Count every line in the following entries that holds the word "filters". Only the number should be given.

Extracted data Block Start

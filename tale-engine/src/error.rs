//! Engine failure modes. The daemon maps these onto wire status codes.

use thiserror::Error;

#[derive(Debug, Error)]
pub enum EngineError {
    #[error("failed to read game definition: {0}")]
    DefinitionIo(#[from] std::io::Error),

    #[error("failed to parse game definition: {0}")]
    DefinitionParse(#[from] serde_json::Error),

    #[error("invalid game definition: {0}")]
    DefinitionInvalid(String),

    /// Entity names are unique per game, players included.
    #[error("entity '{0}' already exists")]
    EntityExists(String),

    #[error("player '{0}' not found")]
    PlayerNotFound(String),

    #[error("entity '{0}' not found")]
    EntityNotFound(String),
}
//! The fleet: every hosted game, indexed.
//!
//! The container owns the id -> wrapper map and three indices (all ids,
//! by name prefix, by running state), all behind one short-held index lock.
//! Everything that takes real time (engine calls, filesystem, listener
//! teardown) happens outside that lock, against `Arc`s taken out of it.

use std::collections::{BTreeMap, BTreeSet, HashMap};
use std::sync::atomic::{AtomicU64, Ordering};
use std::sync::{Arc, Mutex};
use tale_engine::EntityView;

use crate::config::Config;
use crate::error::{Error, Result};
use crate::filter::{FilterResolver, FilterValue, Union};
use crate::io::Drivers;
use crate::scopes::{DUMPED_GAME_NOT_FOUND, DUMPED_GAME_SLOT_NOT_FOUND, GAME_NOT_FOUND};
use crate::state::{self, DumpMeta, Formats};
use crate::wrapper::GameWrapper;

pub const STATE_DISABLED: &str = "the state feature is disabled";

/// The primary map plus the filter indices, mutated only together.
pub struct ContainerIndex {
    games: BTreeMap<u64, Arc<GameWrapper>>,
    all: BTreeSet<u64>,
    by_name: BTreeMap<String, BTreeSet<u64>>,
    running: HashMap<bool, BTreeSet<u64>>,
    /// Ids of dumped games; never handed out again while state is enabled.
    reserved: BTreeSet<u64>,
}

impl ContainerIndex {
    fn new() -> ContainerIndex {
        ContainerIndex {
            games: BTreeMap::new(),
            all: BTreeSet::new(),
            by_name: BTreeMap::new(),
            running: HashMap::from([(true, BTreeSet::new()), (false, BTreeSet::new())]),
            reserved: BTreeSet::new(),
        }
    }

    fn next_id(&self) -> u64 {
        let highest_live = self.all.last().copied();
        let highest_reserved = self.reserved.last().copied();
        match highest_live.max(highest_reserved) {
            Some(highest) => highest + 1,
            None => 0,
        }
    }

    fn insert(&mut self, wrapper: Arc<GameWrapper>) {
        let id = wrapper.id();
        let running = wrapper.game().is_running();

        self.all.insert(id);
        self.by_name
            .entry(wrapper.name().to_string())
            .or_default()
            .insert(id);
        self.running.entry(running).or_default().insert(id);
        self.running.entry(!running).or_default().remove(&id);
        self.games.insert(id, wrapper);
    }

    fn remove(&mut self, id: u64) -> Option<Arc<GameWrapper>> {
        let wrapper = self.games.remove(&id)?;

        self.all.remove(&id);
        self.running.entry(true).or_default().remove(&id);
        self.running.entry(false).or_default().remove(&id);

        if let Some(ids) = self.by_name.get_mut(wrapper.name()) {
            ids.remove(&id);
            if ids.is_empty() {
                self.by_name.remove(wrapper.name());
            }
        }

        Some(wrapper)
    }

    fn reindex_running(&mut self, id: u64, running: bool) {
        self.running.entry(!running).or_default().remove(&id);
        self.running.entry(running).or_default().insert(id);
    }
}

pub struct GameContainer {
    config: Arc<Config>,
    drivers: Arc<Drivers>,
    formats: Arc<Formats>,
    players_total: Arc<AtomicU64>,
    index: Mutex<ContainerIndex>,
    resolver: FilterResolver<ContainerIndex, u64>,
}

impl GameContainer {
    pub fn new(config: Arc<Config>, drivers: Arc<Drivers>, formats: Arc<Formats>) -> Arc<GameContainer> {
        let mut resolver = FilterResolver::new();

        resolver.add_rule("is_running", |index: &ContainerIndex, value| match value {
            FilterValue::Bool(running) => {
                Some(index.running.get(running).cloned().unwrap_or_default())
            }
            _ => None,
        });

        resolver.add_rule("name_starts", |index: &ContainerIndex, value| match value {
            FilterValue::String(prefix) => Some(
                index
                    .by_name
                    .range(prefix.clone()..)
                    .take_while(|(name, _)| name.starts_with(prefix.as_str()))
                    .flat_map(|(_, ids)| ids.iter().copied())
                    .collect(),
            ),
            _ => None,
        });

        let container = GameContainer {
            config,
            drivers,
            formats,
            players_total: Arc::new(AtomicU64::new(0)),
            index: Mutex::new(ContainerIndex::new()),
            resolver,
        };
        container.reserve_dumped_ids();

        Arc::new(container)
    }

    /// Ids already used by dumped games stay reserved, so a fresh process
    /// never re-issues an id that exists on disk.
    fn reserve_dumped_ids(&self) {
        if !self.config.state.enabled {
            return;
        }

        let dumped = state::dumped_game_ids(&self.config.state_path());
        let mut index = self.index.lock().unwrap();
        index.reserved.extend(dumped);
    }

    pub fn size(&self) -> usize {
        self.index.lock().unwrap().all.len()
    }

    pub fn num_players(&self) -> u64 {
        self.players_total.load(Ordering::SeqCst)
    }

    pub fn get_game(&self, id: u64) -> Option<Arc<GameWrapper>> {
        self.index.lock().unwrap().games.get(&id).cloned()
    }

    fn require_game(&self, id: u64) -> Result<Arc<GameWrapper>> {
        self.get_game(id)
            .ok_or_else(|| Error::NotFound(GAME_NOT_FOUND.to_string()))
    }

    // -- creation and destruction --------------------------------------------

    /// Creates a game from a definition file and returns the new id.
    pub fn create_game(
        &self,
        definition: &str,
        name: &str,
        meta: &[(String, String)],
    ) -> Result<u64> {
        // Construction stays under the index lock: id allocation and index
        // insertion have to agree, and nothing in here awaits.
        let mut index = self.index.lock().unwrap();
        let id = index.next_id();

        let wrapper = GameWrapper::create(
            id,
            definition,
            name,
            meta,
            Arc::clone(&self.config),
            Arc::clone(&self.formats),
            &self.drivers,
            Arc::clone(&self.players_total),
        )?;

        index.insert(Arc::new(wrapper));
        Ok(id)
    }

    /// Destroys a live game, waiting out its in-flight commands. Returns
    /// false when the id names no live game.
    pub async fn destroy_game(&self, id: u64, destroy_dump: bool) -> bool {
        let Some(wrapper) = self.index.lock().unwrap().remove(id) else {
            return false;
        };

        // Count after the shutdown: any pending player removal has finished
        // by then and has already adjusted the tally itself.
        wrapper.shutdown().await;
        let players = wrapper.player_count();
        self.players_total.fetch_sub(players, Ordering::SeqCst);
        self.drivers.discard_game(id);

        if destroy_dump && self.config.state.enabled {
            let game_dir = state::game_dir(&self.config.state_path(), id);
            if game_dir.is_dir() {
                if let Err(error) = std::fs::remove_dir_all(&game_dir) {
                    tracing::error!(?error, game = id, "Failed to remove dumped game.");
                }
            }
            self.index.lock().unwrap().reserved.remove(&id);
        }

        true
    }

    // -- lifecycle -----------------------------------------------------------

    pub async fn start_game(&self, id: u64) -> Result<()> {
        let wrapper = self.require_game(id)?;
        wrapper.start().await;
        self.index.lock().unwrap().reindex_running(id, true);
        Ok(())
    }

    pub async fn stop_game(&self, id: u64) -> Result<()> {
        let wrapper = self.require_game(id)?;
        wrapper.stop().await;
        self.index.lock().unwrap().reindex_running(id, false);
        Ok(())
    }

    // -- players -------------------------------------------------------------

    pub async fn create_player(&self, game_id: u64, name: &str) -> Result<EntityView> {
        let wrapper = self.require_game(game_id)?;
        wrapper.create_player(name).await
    }

    pub async fn remove_player(
        &self,
        game_id: u64,
        name: &str,
        message: Option<String>,
    ) -> Result<()> {
        let wrapper = self.require_game(game_id)?;
        wrapper.remove_player(name, message).await
    }

    // -- queries -------------------------------------------------------------

    /// Evaluates a filter union against the indices. No filters means every
    /// game.
    pub fn get_games(&self, filters: Option<&Union>) -> Result<BTreeSet<u64>> {
        let index = self.index.lock().unwrap();
        match filters {
            None => Ok(index.all.clone()),
            Some(union) => self.resolver.resolve(&index, union),
        }
    }

    // -- state ---------------------------------------------------------------

    fn require_state(&self) -> Result<()> {
        if self.config.state.enabled {
            Ok(())
        } else {
            Err(Error::Unsupported(STATE_DISABLED.to_string()))
        }
    }

    /// Dumps every live game. Individual failures are logged and skipped;
    /// with state disabled this does nothing.
    pub async fn dump(&self) {
        if !self.config.state.enabled {
            return;
        }

        let wrappers: Vec<Arc<GameWrapper>> = {
            let index = self.index.lock().unwrap();
            index.games.values().cloned().collect()
        };

        for wrapper in wrappers {
            if let Err(error) = wrapper.dump().await {
                tracing::error!(?error, game = wrapper.id(), "Failed to dump game.");
            }
        }
    }

    /// Restores every dumped game from disk, most recent slot each. Live
    /// games with a dumped id are replaced; other live games stay. Individual
    /// failures are logged and skipped.
    pub async fn restore(&self) -> Result<()> {
        self.require_state()?;

        for id in state::dumped_game_ids(&self.config.state_path()) {
            if let Err(error) = self.restore_game(id, None).await {
                tracing::error!(?error, game = id, "Failed to restore game.");
            }
        }

        Ok(())
    }

    /// Restores one dumped game and returns the slot that was restored.
    pub async fn restore_game(&self, id: u64, slot: Option<u64>) -> Result<u64> {
        self.require_state()?;

        let wrapper = GameWrapper::restore(
            id,
            slot,
            Arc::clone(&self.config),
            Arc::clone(&self.formats),
            &self.drivers,
            Arc::clone(&self.players_total),
        )?;
        let restored_slot = wrapper
            .restored_slot()
            .expect("a restored wrapper knows its slot");
        let was_running = wrapper.game().is_running();
        let players = wrapper.player_count();
        let wrapper = Arc::new(wrapper);

        // A live game under the same id is replaced, dump intact.
        let previous = self.index.lock().unwrap().remove(id);
        if let Some(previous) = previous {
            previous.shutdown().await;
            self.players_total
                .fetch_sub(previous.player_count(), Ordering::SeqCst);
            self.drivers.discard_game(id);
        }

        self.players_total.fetch_add(players, Ordering::SeqCst);
        {
            let mut index = self.index.lock().unwrap();
            index.insert(Arc::clone(&wrapper));
            index.reserved.insert(id);
        }

        if was_running {
            wrapper.start().await;
        }

        Ok(restored_slot)
    }

    /// Gracefully stops every game; called on daemon shutdown.
    pub async fn shutdown(&self) {
        let wrappers: Vec<Arc<GameWrapper>> = {
            let index = self.index.lock().unwrap();
            index.games.values().cloned().collect()
        };
        for wrapper in wrappers {
            wrapper.shutdown().await;
        }
    }

    // -- dumped game queries -------------------------------------------------

    /// Ids of every dumped game on disk, ascending.
    pub fn dumped_game_ids(&self) -> Result<Vec<u64>> {
        self.require_state()?;
        Ok(state::dumped_game_ids(&self.config.state_path()))
    }

    fn require_dump_dir(&self, id: u64) -> Result<std::path::PathBuf> {
        self.require_state()?;
        let game_dir = state::game_dir(&self.config.state_path(), id);
        if !game_dir.is_dir() || state::slot_numbers(&game_dir).is_empty() {
            return Err(Error::NotFound(DUMPED_GAME_NOT_FOUND.to_string()));
        }
        Ok(game_dir)
    }

    /// The identity of a dumped game.
    pub fn dumped_game(&self, id: u64) -> Result<DumpMeta> {
        let game_dir = self.require_dump_dir(id)?;
        state::read_meta(&game_dir)
    }

    /// All `(slot, timestamp)` pairs of a dumped game, ascending by slot.
    pub fn dumped_game_slots(&self, id: u64) -> Result<Vec<(u64, u64)>> {
        let game_dir = self.require_dump_dir(id)?;
        let mut slots = Vec::new();
        for slot in state::slot_numbers(&game_dir) {
            let timestamp = state::slot_timestamp(&game_dir.join(slot.to_string()))?;
            slots.push((slot, timestamp));
        }
        Ok(slots)
    }

    /// Timestamp and format of one dump slot.
    pub fn dumped_game_slot(&self, id: u64, slot: u64) -> Result<(u64, String)> {
        let game_dir = self.require_dump_dir(id)?;
        if !state::slot_numbers(&game_dir).contains(&slot) {
            return Err(Error::NotFound(DUMPED_GAME_SLOT_NOT_FOUND.to_string()));
        }
        let (timestamp, format, _payload) = state::read_slot(&game_dir, slot)?;
        Ok((timestamp, format))
    }

    /// Deletes a game's whole dump history.
    pub fn destroy_dump(&self, id: u64) -> Result<()> {
        let game_dir = self.require_dump_dir(id)?;
        std::fs::remove_dir_all(&game_dir)?;
        self.index.lock().unwrap().reserved.remove(&id);
        Ok(())
    }

    /// Deletes one dump slot.
    pub fn destroy_dump_slot(&self, id: u64, slot: u64) -> Result<()> {
        let game_dir = self.require_dump_dir(id)?;
        if !state::slot_numbers(&game_dir).contains(&slot) {
            return Err(Error::NotFound(DUMPED_GAME_SLOT_NOT_FOUND.to_string()));
        }
        std::fs::remove_dir_all(state::slot_dir(&self.config.state_path(), id, slot))?;
        Ok(())
    }

    pub fn config(&self) -> &Arc<Config> {
        &self.config
    }

    pub fn drivers(&self) -> &Arc<Drivers> {
        &self.drivers
    }
}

Extracted data Block End

__The completed task__:
3